RELEASE: Lawmakers should halt plans to change tax system, sap revenue
National report shows how cuts would hamper COVID recovery and worsen racial and economic inequities
FOR IMMEDIATE RELEASE
Jan. 21, 2021
TOPEKA, Kansas – Lawmakers proposing changes to the Kansas tax system should reconsider, given the damage that such changes could have on our economy and communities. As states across the nation begin their 2021 legislative sessions, multiple proposals are being considered that would sap revenues needed for an effective response to the COVID-19 pandemic and threaten states’ recovery from the recession, according to a new brief released last week by the Center on Budget and Policy Priorities.

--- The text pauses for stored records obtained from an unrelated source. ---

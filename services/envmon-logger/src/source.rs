//! Sensor abstraction for the mission process.
//!
//! Hardware drivers live outside this crate. A mission only needs a
//! position fix, an environmental reading and a way to capture a frame.

use std::io;
use std::path::Path;
use std::time::Duration;

use envmon_core::FixedLocation;

/// A GNSS position.
#[derive(Debug, Clone, Copy, PartialEq, Default)]
pub struct Fix {
    pub lat: Option<f64>,
    pub lon: Option<f64>,
    pub alt_m: Option<f64>,
    pub fix_quality: u8,
    pub satellites: u8,
    pub hdop: f64,
}

impl Fix {
    /// Matches a receiver with no solution.
    pub fn none() -> Self {
        Self {
            hdop: 99.99,
            ..Self::default()
        }
    }

    pub fn has_fix(&self) -> bool {
        self.fix_quality > 0 && self.lat.is_some() && self.lon.is_some()
    }
}

/// Environmental sensor reading. `None` columns are written empty.
#[derive(Debug, Clone, Copy, PartialEq, Default)]
pub struct EnvReading {
    pub temp_c: Option<f64>,
    pub hum_pct: Option<f64>,
    pub press_hpa: Option<f64>,
    pub gas_ohms: Option<f64>,
}

/// Everything a mission samples from. Calls may block on hardware.
pub trait TelemetrySource: Send {
    /// Wait up to `timeout` for a fix that holds for `stable`.
    fn wait_for_fix(&mut self, timeout: Duration, stable: Duration) -> Option<Fix>;

    /// Current position; [`Fix::none`] when there is no solution.
    fn read_fix(&mut self) -> Fix;

    fn read_environment(&mut self) -> EnvReading;

    /// Capture one frame to `path`.
    fn capture_image(&mut self, path: &Path) -> io::Result<()>;
}

/// Source for a device without attached sensors: reports the operator
/// supplied coordinates as its position and no environmental readings.
#[derive(Debug, Clone, Default)]
pub struct StaticSource {
    location: FixedLocation,
}

impl StaticSource {
    pub fn new(location: FixedLocation) -> Self {
        Self { location }
    }

    fn fix(&self) -> Fix {
        if !self.location.is_complete() {
            return Fix::none();
        }
        Fix {
            lat: self.location.lat,
            lon: self.location.lon,
            alt_m: self.location.alt_m,
            fix_quality: 1,
            satellites: 0,
            hdop: 99.99,
        }
    }
}

impl TelemetrySource for StaticSource {
    fn wait_for_fix(&mut self, _timeout: Duration, _stable: Duration) -> Option<Fix> {
        Some(self.fix()).filter(Fix::has_fix)
    }

    fn read_fix(&mut self) -> Fix {
        self.fix()
    }

    fn read_environment(&mut self) -> EnvReading {
        EnvReading::default()
    }

    fn capture_image(&mut self, _path: &Path) -> io::Result<()> {
        Err(io::Error::new(
            io::ErrorKind::Unsupported,
            "no camera attached",
        ))
    }
}

#[cfg(test)]
mod tests {
    use super::*;

    #[test]
    fn test_static_source_without_location_has_no_fix() {
        let mut source = StaticSource::default();
        assert!(!source.read_fix().has_fix());
        assert_eq!(
            source.wait_for_fix(Duration::from_secs(1), Duration::from_secs(1)),
            None
        );
    }

    #[test]
    fn test_static_source_reports_configured_location() {
        let mut source = StaticSource::new(FixedLocation {
            lat: Some(1.0),
            lon: Some(2.0),
            alt_m: None,
        });
        let fix = source.read_fix();
        assert!(fix.has_fix());
        assert_eq!((fix.lat, fix.lon), (Some(1.0), Some(2.0)));
        assert!(source.capture_image(Path::new("/tmp/x.jpg")).is_err());
    }
}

By weakening Kansas finances, the changes included in Senate Bill 22 would undermine efforts to advance racial justice — just when growing understanding of the nation’s shameful history of racism, as well as white supremacist opposition to American democracy itself, demand the opposite approach. State policymakers can – and should – take a better approach to build back an economy that works for all residents. For starters, they should protect existing revenues (and raise new ones) to fund proactive, antiracist public investments in schools, health care, and economic supports that knock down barriers to opportunity and build thriving, more equitable economies.
Lawmakers thinking about reducing tax revenue should consider the following, laid out in the center's brief. Such changes:
- Would likely worsen racial inequities
- Haven’t boosted state economies in the past
- Don’t promote small businesses or jobs
- Hinder investments to create thriving, more equitable economies
“Tax changes that slash revenue, as lawmakers in the Legislature have proposed, are an unproven approach that would be damaging to Kansas communities at the best of economic times,” said Emily Fetsch, Director of Fiscal Policy at Kansas Action for Children. “Yet here we are, debating doing so during a deadly global pandemic, rampant hardship, and an uncertain economic future. Lawmakers need to do the responsible thing in 2021 and back away from these dangerous proposals.”
SB 22 is a compilation of bad tax ideas that includes giving tax breaks to giant multinational corporations and changing itemization rules for individuals, mainly benefiting high-earning Kansans. It isn’t revenue neutral either, with a price tag of $329 million in lost revenue for the first year alone.
In the middle of a pandemic that has harmed small businesses and low-income Kansans the most, legislators should spend their time on bills that would help such Kansans, not the most economically fortunate among us. Proposals that could reduce wealth inequality, such as a fourth tax bracket for the highest-earning Kansans, would set our state up for success in the years to come.